## DATA RECORDS:
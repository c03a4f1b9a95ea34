pub mod assembler;
pub mod checkpoint;
pub mod chunk;
pub mod debugger;
pub mod host;
pub mod logging;
pub mod memory;
pub mod ntt;
pub mod primes;
pub mod profiler;
pub mod vm;
pub mod wire;

pub use assembler::{assemble, AsmErrorKind, AssemblerError};
pub use checkpoint::{load_snapshot, CheckpointError, CheckpointSink, FileBackend, Snapshot};
pub use chunk::{decode, encode, encode_op, CodecError, Op, ALL_OPS};
pub use debugger::{Debugger, StepMode};
pub use host::{HostError, HostGateway, LocalGateway, Service};
pub use memory::{Memory, MemoryImage, HEAP_BASE};
pub use profiler::Profiler;
pub use vm::{
    Frame, InputSource, MemoStats, OutputEvent, Program, Vm, VmError, VmErrorKind, VmResult,
    VmStatus,
};
pub use wire::{
    looks_like_chunks, parse_chunks, read_chunks_path, write_chunks, write_chunks_path, WireError,
};
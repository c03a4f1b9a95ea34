use std::io::Read;
use std::process::ExitCode;

use num_bigint::BigInt;
use num_traits::ToPrimitive;

use vm::{
    assemble, logging, looks_like_chunks, parse_chunks, write_chunks_path, Debugger, OutputEvent,
    Profiler, Program, Vm,
};

#[derive(Debug, Clone, PartialEq, Eq)]
enum Command {
    Assemble {
        output: Option<String>,
        input: Option<String>,
    },
    Run {
        input: Option<String>,
    },
    Debug {
        breakpoints: Vec<usize>,
        watchpoints: Vec<i64>,
        input: String,
    },
    Profile {
        input: String,
    },
    Flamegraph {
        input: String,
    },
    Help,
}

fn main() -> ExitCode {
    let _ = logging::init();
    let args: Vec<String> = std::env::args().skip(1).collect();
    let command = match parse_cli_args(&args) {
        Ok(command) => command,
        Err(message) => {
            eprintln!("{message}");
            print_usage();
            return ExitCode::from(2);
        }
    };

    match command {
        Command::Help => {
            print_usage();
            ExitCode::SUCCESS
        }
        Command::Assemble { output, input } => cmd_assemble(output.as_deref(), input.as_deref()),
        Command::Run { input } => cmd_run(input.as_deref()),
        Command::Debug {
            breakpoints,
            watchpoints,
            input,
        } => cmd_debug(&breakpoints, &watchpoints, &input),
        Command::Profile { input } => cmd_profile(&input, false),
        Command::Flamegraph { input } => cmd_profile(&input, true),
    }
}

fn parse_cli_args(args: &[String]) -> Result<Command, String> {
    let Some(subcommand) = args.first() else {
        return Err("missing subcommand".to_string());
    };
    let rest = &args[1..];
    match subcommand.as_str() {
        "-h" | "--help" | "help" => Ok(Command::Help),
        "assemble" => {
            let mut output = None;
            let mut input = None;
            let mut index = 0;
            while index < rest.len() {
                match rest[index].as_str() {
                    "-o" | "--output" => {
                        let value = rest
                            .get(index + 1)
                            .ok_or_else(|| "missing value for -o".to_string())?;
                        output = Some(value.clone());
                        index += 2;
                    }
                    flag if flag.starts_with('-') => {
                        return Err(format!("unknown flag '{flag}'"));
                    }
                    path => {
                        if input.is_some() {
                            return Err("multiple input paths provided".to_string());
                        }
                        input = Some(path.to_string());
                        index += 1;
                    }
                }
            }
            Ok(Command::Assemble { output, input })
        }
        "run" => {
            let mut input = None;
            for arg in rest {
                if arg.starts_with('-') {
                    return Err(format!("unknown flag '{arg}'"));
                }
                if input.is_some() {
                    return Err("multiple input paths provided".to_string());
                }
                input = Some(arg.clone());
            }
            Ok(Command::Run { input })
        }
        "debug" => {
            let mut breakpoints = Vec::new();
            let mut watchpoints = Vec::new();
            let mut input = None;
            let mut index = 0;
            while index < rest.len() {
                match rest[index].as_str() {
                    "-b" | "--break" => {
                        let value = rest
                            .get(index + 1)
                            .ok_or_else(|| "missing value for -b".to_string())?;
                        let ip = value
                            .parse::<usize>()
                            .map_err(|_| format!("invalid breakpoint '{value}'"))?;
                        breakpoints.push(ip);
                        index += 2;
                    }
                    "-w" | "--watch" => {
                        let value = rest
                            .get(index + 1)
                            .ok_or_else(|| "missing value for -w".to_string())?;
                        let addr = value
                            .parse::<i64>()
                            .map_err(|_| format!("invalid watch address '{value}'"))?;
                        watchpoints.push(addr);
                        index += 2;
                    }
                    flag if flag.starts_with('-') => {
                        return Err(format!("unknown flag '{flag}'"));
                    }
                    path => {
                        if input.is_some() {
                            return Err("multiple input paths provided".to_string());
                        }
                        input = Some(path.to_string());
                        index += 1;
                    }
                }
            }
            let input = input.ok_or_else(|| "debug requires an input path".to_string())?;
            Ok(Command::Debug {
                breakpoints,
                watchpoints,
                input,
            })
        }
        "profile" | "flamegraph" => {
            let mut input = None;
            for arg in rest {
                if arg.starts_with('-') {
                    return Err(format!("unknown flag '{arg}'"));
                }
                if input.is_some() {
                    return Err("multiple input paths provided".to_string());
                }
                input = Some(arg.clone());
            }
            let input =
                input.ok_or_else(|| format!("{subcommand} requires an input path"))?;
            if subcommand == "profile" {
                Ok(Command::Profile { input })
            } else {
                Ok(Command::Flamegraph { input })
            }
        }
        other => Err(format!("unknown subcommand '{other}'")),
    }
}

fn print_usage() {
    println!("Usage:");
    println!("  pf-vm assemble [-o OUT] [IN]");
    println!("  pf-vm run [IN]");
    println!("  pf-vm debug [-b IDX]... [-w ADDR]... IN");
    println!("  pf-vm profile IN");
    println!("  pf-vm flamegraph IN");
    println!();
    println!("IN defaults to stdin where optional. Inputs may be assembly");
    println!("source or an encoded chunk list (one decimal integer per line).");
}

fn cmd_assemble(output: Option<&str>, input: Option<&str>) -> ExitCode {
    let text = match read_input(input) {
        Ok(text) => text,
        Err(err) => {
            eprintln!("{err}");
            return ExitCode::from(2);
        }
    };
    let chunks = match assemble(&text) {
        Ok(chunks) => chunks,
        Err(err) => {
            eprintln!("{err}");
            return ExitCode::from(2);
        }
    };
    match output {
        Some(path) => {
            if let Err(err) = write_chunks_path(path, &chunks) {
                eprintln!("{err}");
                return ExitCode::from(2);
            }
        }
        None => {
            for chunk in &chunks {
                println!("{chunk}");
            }
        }
    }
    ExitCode::SUCCESS
}

fn cmd_run(input: Option<&str>) -> ExitCode {
    let mut vm = match load_vm(input) {
        Ok(vm) => vm,
        Err(code) => return code,
    };
    let result = vm.run();
    emit_output(vm.take_output());
    match result {
        Ok(_) => ExitCode::SUCCESS,
        Err(err) => {
            eprintln!("{err}");
            ExitCode::from(1)
        }
    }
}

fn cmd_debug(breakpoints: &[usize], watchpoints: &[i64], input: &str) -> ExitCode {
    let mut vm = match load_vm(Some(input)) {
        Ok(vm) => vm,
        Err(code) => return code,
    };
    let mut debugger = Debugger::new();
    for &ip in breakpoints {
        debugger.add_breakpoint(ip);
    }
    for &addr in watchpoints {
        debugger.add_watchpoint(addr);
    }
    if breakpoints.is_empty() && watchpoints.is_empty() {
        debugger.stop_on_entry();
    }
    let result = vm.run_with_debugger(&mut debugger);
    emit_output(vm.take_output());
    match result {
        Ok(_) => ExitCode::SUCCESS,
        Err(err) => {
            eprintln!("{err}");
            ExitCode::from(1)
        }
    }
}

fn cmd_profile(input: &str, folded: bool) -> ExitCode {
    let mut vm = match load_vm(Some(input)) {
        Ok(vm) => vm,
        Err(code) => return code,
    };
    let mut profiler = Profiler::new();
    let result = vm.run_with_profiler(&mut profiler);
    if let Err(err) = result {
        eprintln!("{err}");
        return ExitCode::from(1);
    }
    if folded {
        print!("{}", profiler.flamegraph());
    } else {
        println!("{}", profiler.report(vm.memo_stats()));
    }
    ExitCode::SUCCESS
}

fn load_vm(input: Option<&str>) -> Result<Vm, ExitCode> {
    let text = read_input(input).map_err(|err| {
        eprintln!("{err}");
        ExitCode::from(2)
    })?;
    let chunks = if looks_like_chunks(&text) {
        parse_chunks(&text).map_err(|err| {
            eprintln!("{err}");
            ExitCode::from(2)
        })?
    } else {
        assemble(&text).map_err(|err| {
            eprintln!("{err}");
            ExitCode::from(2)
        })?
    };
    Ok(Vm::new(Program::new(chunks)))
}

fn read_input(path: Option<&str>) -> std::io::Result<String> {
    match path {
        Some(path) => std::fs::read_to_string(path),
        None => {
            let mut text = String::new();
            std::io::stdin().read_to_string(&mut text)?;
            Ok(text)
        }
    }
}

/// Print/Output values in the printable ASCII range render as their
/// character; everything else renders in decimal. TRACE entries go to the
/// trace channel on stderr; BRK markers render literally.
fn emit_output(events: Vec<OutputEvent>) {
    let mut rendered = String::new();
    for event in events {
        match event {
            OutputEvent::Print(value) | OutputEvent::Output(value) => {
                rendered.push_str(&render_value(&value));
            }
            OutputEvent::Trace(value) => {
                eprintln!("{} {value}", logging::label_trace());
            }
            OutputEvent::Brk => rendered.push_str("BRK"),
        }
    }
    println!("{rendered}");
}

fn render_value(value: &BigInt) -> String {
    if let Some(code) = value.to_u32() {
        if (0x20..=0x7E).contains(&code) {
            if let Some(ch) = char::from_u32(code) {
                return ch.to_string();
            }
        }
    }
    value.to_string()
}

## DIRECTIONS FOR THIS TASK:
Take every line from the records above that has the word "format" and copy it.

## EXERCISE RESPONSE:
                        return Err(format!("unknown flag '{flag}'"));
                    return Err(format!("unknown flag '{arg}'"));
                            .map_err(|_| format!("invalid breakpoint '{value}'"))?;
                            .map_err(|_| format!("invalid watch address '{value}'"))?;
                        return Err(format!("unknown flag '{flag}'"));
                    return Err(format!("unknown flag '{arg}'"));
                input.ok_or_else(|| format!("{subcommand} requires an input path"))?;
        other => Err(format!("unknown subcommand '{other}'")),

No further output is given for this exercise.